Die Klägerin hat zuletzt beantragt, die Beklagte zur Zahlung von Schadensersatz in Höhe des Kaufpreises nebst Verzugszinsen abzüglich einer bezifferten Nutzungsentschädigung Zug um Zug gegen Rückgabe und Übereignung des Fahrzeugs zu verurteilen. Sie hat ferner die Freistellung von vorgerichtlichen Rechtsanwaltskosten nebst Prozesszinsen begehrt. Das Landgericht hat die Klage abgewiesen. Die Berufung der Klägerin ist erfolglos geblieben. Mit der vom Senat im tenorierten Umfang zugelassenen Revision verfolgt die Klägerin ihre Anträge insoweit weiter.
Entscheidungsgründe:
Die Revision der Klägerin hat Erfolg.
I.
Das Berufungsgericht hat seine Entscheidung - soweit für das Revisionsverfahren von Bedeutung - im Wesentlichen wie folgt begründet:
Der Klägerin stehe kein Schadensersatzanspruch aus §§ 826, 31 BGB zu. Der unstreitige Einsatz eines sogenannten Thermofensters sei für sich genommen nicht geeignet, dem Verhalten der für die Beklagte handelnden Personen ein sittenwidriges Gepräge zu geben. Konkrete Anhaltspunkte dafür, dass diese Personen in dem Bewusstsein gehandelt hätten, eine unzulässige Abschalteinrichtung zu verwenden und den darin liegenden Gesetzesverstoß billigend in Kauf zu nehmen, habe die Klägerin nicht aufgezeigt.

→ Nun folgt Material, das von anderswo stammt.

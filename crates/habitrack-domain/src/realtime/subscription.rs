use async_trait::async_trait;
use std::sync::Arc;

use super::event::{Channel, RealtimeEvent};
use crate::shared::DomainError;

/// Reaction to realtime events. Implementations must not assume ordering
/// relative to fetches they start.
#[async_trait]
pub trait RealtimeHandler: Send + Sync {
    async fn on_event(&self, event: RealtimeEvent);

    /// The feed lost its connection and opened a new one. Events sent while
    /// it was down are gone.
    async fn on_reconnect(&self) {}
}

/// Source of realtime events (the backend subscription API)
#[async_trait]
pub trait RealtimeFeed: Send + Sync {
    /// Start delivering events of `channel` to `handler` until the returned
    /// subscription is cancelled. A dropped connection is reopened in the
    /// background and reported through `on_reconnect`.
    async fn subscribe(
        &self,
        channel: Channel,
        handler: Arc<dyn RealtimeHandler>,
    ) -> Result<Subscription, DomainError>;
}

/// Handle of an active subscription. Dropping it cancels the subscription.
pub struct Subscription {
    channel: Channel,
    cancel: Option<Box<dyn FnOnce() + Send + Sync>>,
}

impl Subscription {
    pub fn new(channel: Channel, cancel: impl FnOnce() + Send + Sync + 'static) -> Self {
        Self {
            channel,
            cancel: Some(Box::new(cancel)),
        }
    }

    pub fn channel(&self) -> &Channel {
        &self.channel
    }

    pub fn is_active(&self) -> bool {
        self.cancel.is_some()
    }

    /// Stop receiving events
    pub fn unsubscribe(mut self) {
        self.cancel_now();
    }

    fn cancel_now(&mut self) {
        if let Some(cancel) = self.cancel.take() {
            cancel();
        }
    }
}

impl Drop for Subscription {
    fn drop(&mut self) {
        self.cancel_now();
    }
}

impl std::fmt::Debug for Subscription {
    fn fmt(&self, f: &mut std::fmt::Formatter<'_>) -> std::fmt::Result {
        f.debug_struct("Subscription")
            .field("channel", &self.channel)
            .field("active", &self.is_active())
            .finish()
    }
}
//! Realtime document feed over the backend WebSocket endpoint.
//!
//! Every subscription owns one socket and one background reader task. The
//! task forwards `event` frames to the subscriber's handler, sends the
//! heartbeat `ping`, reopens the socket after the server drops it and closes
//! it when the subscription is dropped.

mod message;

pub use message::{parse_server_message, ServerMessage};

use async_trait::async_trait;
use futures_util::{SinkExt, StreamExt};
use std::sync::Arc;
use std::time::Duration;
use tokio::net::TcpStream;
use tokio::sync::oneshot;
use tokio_tungstenite::tungstenite::client::IntoClientRequest;
use tokio_tungstenite::tungstenite::http::header::{HeaderValue, ORIGIN};
use tokio_tungstenite::tungstenite::protocol::Message;
use tokio_tungstenite::{connect_async, MaybeTlsStream};
use tracing::{debug, error, info, warn};
use url::Url;

use crate::config::RealtimeConfig;
use crate::http::AppwriteClient;
use habitrack_domain::realtime::{Channel, RealtimeFeed, RealtimeHandler, Subscription};
use habitrack_domain::shared::DomainError;

type WebSocketStream = tokio_tungstenite::WebSocketStream<MaybeTlsStream<TcpStream>>;

pub struct AppwriteRealtime {
    client: Arc<AppwriteClient>,
    config: RealtimeConfig,
}

impl AppwriteRealtime {
    pub fn new(client: Arc<AppwriteClient>, config: &RealtimeConfig) -> Self {
        Self {
            client,
            config: config.clone(),
        }
    }
}

/// Opens sockets for one channel; reused for every reconnect
#[derive(Clone)]
struct Connector {
    client: Arc<AppwriteClient>,
    channel: Channel,
    url: Url,
}

impl Connector {
    /// Connect and, when signed in, authenticate with the current session
    async fn open(&self) -> Result<WebSocketStream, DomainError> {
        let mut request = self
            .url
            .as_str()
            .into_client_request()
            .map_err(|e| DomainError::Realtime(format!("Invalid realtime request: {}", e)))?;
        if let Ok(origin) = HeaderValue::from_str(&self.client.config().origin()) {
            request.headers_mut().insert(ORIGIN, origin);
        }

        let (mut ws_stream, _) = connect_async(request).await.map_err(|e| {
            DomainError::Realtime(format!("Failed to connect to {}: {}", self.channel, e))
        })?;

        if let Some(secret) = self.client.session_secret() {
            ws_stream
                .send(Message::text(message::authentication_message(&secret)))
                .await
                .map_err(|e| DomainError::Realtime(format!("Failed to authenticate: {}", e)))?;
        }

        Ok(ws_stream)
    }
}

/// `<ws(s) endpoint>/realtime?project=<id>&channels[]=<channel>`
pub fn realtime_url(endpoint: &str, project_id: &str, channel: &Channel) -> Result<Url, DomainError> {
    let mut url = Url::parse(endpoint)
        .map_err(|e| DomainError::Realtime(format!("Invalid endpoint '{}': {}", endpoint, e)))?;

    let scheme = match url.scheme() {
        "https" | "wss" => "wss",
        "http" | "ws" => "ws",
        other => {
            return Err(DomainError::Realtime(format!(
                "Unsupported endpoint scheme '{}'",
                other
            )))
        }
    };
    url.set_scheme(scheme)
        .map_err(|_| DomainError::Realtime(format!("Cannot use scheme {}", scheme)))?;

    let path = format!("{}/realtime", url.path().trim_end_matches('/'));
    url.set_path(&path);
    url.query_pairs_mut()
        .clear()
        .append_pair("project", project_id)
        .append_pair("channels[]", channel.as_str());

    Ok(url)
}

#[async_trait]
impl RealtimeFeed for AppwriteRealtime {
    async fn subscribe(
        &self,
        channel: Channel,
        handler: Arc<dyn RealtimeHandler>,
    ) -> Result<Subscription, DomainError> {
        let connector = Connector {
            client: self.client.clone(),
            url: realtime_url(
                &self.client.config().endpoint,
                &self.client.config().project_id,
                &channel,
            )?,
            channel: channel.clone(),
        };

        let ws_stream = connector.open().await?;
        info!("Realtime subscription opened: {}", channel);

        let (close_tx, close_rx) = oneshot::channel();
        tokio::spawn(run_subscription(
            connector,
            ws_stream,
            close_rx,
            self.config.clone(),
            handler,
        ));

        Ok(Subscription::new(channel, move || {
            let _ = close_tx.send(());
        }))
    }
}

enum StreamEnd {
    Cancelled,
    Lost,
}

/// Read the channel until the subscription is cancelled, reopening the socket
/// with a doubling wait whenever it drops.
async fn run_subscription(
    connector: Connector,
    mut ws_stream: WebSocketStream,
    mut close_rx: oneshot::Receiver<()>,
    config: RealtimeConfig,
    handler: Arc<dyn RealtimeHandler>,
) {
    let channel = connector.channel.clone();

    loop {
        match read_stream(&mut ws_stream, &mut close_rx, &channel, config.heartbeat, &handler).await {
            StreamEnd::Cancelled => {
                let _ = ws_stream.close(None).await;
                info!("Realtime subscription closed: {}", channel);
                return;
            }
            StreamEnd::Lost => {}
        }

        let mut wait = config.initial_backoff;
        ws_stream = loop {
            warn!("Realtime connection to {} lost, retrying in {:?}", channel, wait);
            tokio::select! {
                biased;
                _ = &mut close_rx => {
                    info!("Realtime subscription closed while reconnecting: {}", channel);
                    return;
                }
                _ = tokio::time::sleep(wait) => {}
            }

            match connector.open().await {
                Ok(stream) => break stream,
                Err(e) => {
                    warn!("Realtime reconnect failed: {}", e);
                    wait = config.next_backoff(wait);
                }
            }
        };

        info!("Realtime subscription reopened: {}", channel);
        let handler = handler.clone();
        tokio::spawn(async move {
            handler.on_reconnect().await;
        });
    }
}

async fn read_stream(
    ws_stream: &mut WebSocketStream,
    close_rx: &mut oneshot::Receiver<()>,
    channel: &Channel,
    heartbeat: Duration,
    handler: &Arc<dyn RealtimeHandler>,
) -> StreamEnd {
    let mut ticker = tokio::time::interval_at(tokio::time::Instant::now() + heartbeat, heartbeat);

    loop {
        let frame = tokio::select! {
            biased;

            _ = &mut *close_rx => return StreamEnd::Cancelled,

            _ = ticker.tick() => {
                if let Err(e) = ws_stream.send(Message::text(message::ping_message())).await {
                    warn!("Realtime heartbeat failed on {}: {}", channel, e);
                    return StreamEnd::Lost;
                }
                continue;
            }

            frame = ws_stream.next() => frame,
        };

        match frame {
            Some(Ok(Message::Text(text))) => match parse_server_message(&text) {
                Ok(ServerMessage::Event(event)) => {
                    debug!(channel = %channel, events = ?event.events, "realtime event");
                    let handler = handler.clone();
                    tokio::spawn(async move {
                        handler.on_event(event).await;
                    });
                }
                Ok(ServerMessage::Connected { channels }) => {
                    debug!("Realtime connected, channels: {:?}", channels);
                }
                Ok(ServerMessage::Error { code, message }) => {
                    error!("Realtime error on {} ({}): {}", channel, code, message);
                }
                Ok(ServerMessage::Response { to, success }) => {
                    if !success {
                        warn!("Realtime '{}' request was rejected on {}", to, channel);
                    }
                }
                Ok(ServerMessage::Pong) => {}
                Ok(ServerMessage::Unknown(kind)) => {
                    debug!("Ignoring realtime message of type '{}'", kind);
                }
                Err(e) => warn!("Unreadable realtime message on {}: {}", channel, e),
            },
            Some(Ok(Message::Close(frame))) => {
                info!("Realtime socket closed by server on {}: {:?}", channel, frame);
                return StreamEnd::Lost;
            }
            Some(Ok(_)) => {}
            Some(Err(e)) => {
                error!("Realtime socket error on {}: {}", channel, e);
                return StreamEnd::Lost;
            }
            None => {
                warn!("Realtime stream ended on {}", channel);
                return StreamEnd::Lost;
            }
        }
    }
}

Ein Anspruch aus § 823 Abs. 2 BGB in Verbindung mit § 6 Abs. 1, § 27 Abs. 1 EG-FGV scheitere daran, dass diese Normen keine Schutzgesetze im Sinne des § 823 Abs. 2 BGB darstellten.
II.
Diese Erwägungen halten der Überprüfung im Revisionsverfahren nicht in allen Punkten stand.
1. Es begegnet allerdings keinen revisionsrechtlichen Bedenken, dass das Berufungsgericht eine Haftung der Beklagten aus §§ 826, 31 BGB verneint hat. Die Revision erhebt insoweit auch keine konkreten Einwendungen.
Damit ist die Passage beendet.